Although to a different extent than fashion brands, the wholesale segment is also required to manage digital content production processes. Diverse and distinct, yet with many inevitable points of connection. In the world of fashion and luxury, brands and retailers share many aspects and are closely interconnected. Their paths run parallel with many intersections, but both brands and retailers follow specific routes that are far from secondary.

In this context, content production has also become central for wholesale. The digital content factory revolution now involves this segment as well, which faces ambitious goals, challenges, and opportunities, some of which overlap with those of brands. However, just like brands, multibrand retailers can also ride this revolution. The goal: to achieve high-quality output while reducing the time and cost of omnichannel production and publication of digital product content. We discussed this in the retailer edition of the Digital Content Factory Revolution, a series of events designed to share insights and engage with various players in the ongoing revolution in content production and distribution processes within the fashion industry.

Retailers and digital content

Let’s start by defining the scope of our discussion on this topic. When we talk about retailers or the wholesale segment, we’re referring to multibrand stores in the fashion sector.
Since these entities resell branded products, they need to produce content for three primary channels:

  • Their own e-commerce platforms;
  • Marketplaces like Farfetch;
  • Social media/digital marketing platforms, used both to promote their stores and to support sales on their e-commerce sites.

Retailers, therefore, must manage processes related to receiving the items, photography, metadata creation, product descriptions, image post-production, and content publication. It’s essential to understand the specific needs of this segment compared to those of brands and respond with the most suitable solutions—both from a technical and process perspective.

Inside the Factory

Let’s start with a premise: technology alone doesn’t solve problems. It’s similar to what we’ve seen with artificial intelligence—AI isn’t magic. Rather, it’s an important process resource. Technology, in a broad sense, can make a difference if it’s properly integrated into a workflow. This is why, at Hyphen, we always begin with a process analysis.

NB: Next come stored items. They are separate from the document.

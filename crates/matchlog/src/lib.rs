//! matchlog library crate
//!
//! Turns game server logs into persisted matches and player ratings:
//!
//! - [`ingest::context`] links events to their match and round in arrival order
//! - [`ingest::rating`] rates each player's match performance
//! - [`ingest::flush`] writes each reconciled match as one atomic batch
//! - [`ingest::Ingestor`] drives the pipeline for one log source
//!
//! Parsing lives in `matchlog-common` and persistence in `matchlog-storage`.

pub mod cli;
pub mod config;
pub mod ingest;
pub mod metrics;
pub mod output;
pub mod spool;
pub mod tracing_setup;

pub use ingest::context::{Anomaly, AnomalyKind, MatchContext, MatchTally, ReconciledMatch};
pub use ingest::flush::{FlushCoordinator, FlushError, FlushOutcome, RetrySummary};
pub use ingest::rating::{rate, RatingConfig};
pub use ingest::{IngestError, IngestReport, Ingestor, ParseStats};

In our view, the content production process for retailers should be structured just like a factory, with different production lines—descriptions, translations, metadata, images, and videos. And just like in a modern factory, AI comes into play, replacing or enhancing some workflows that are currently manual.

Why do all of this? Because the digital version of a product increasingly drives and often fulfills the desire to purchase. Therefore, particular care and attention must be devoted to this activity, using new paradigms to optimize the content creation and distribution process.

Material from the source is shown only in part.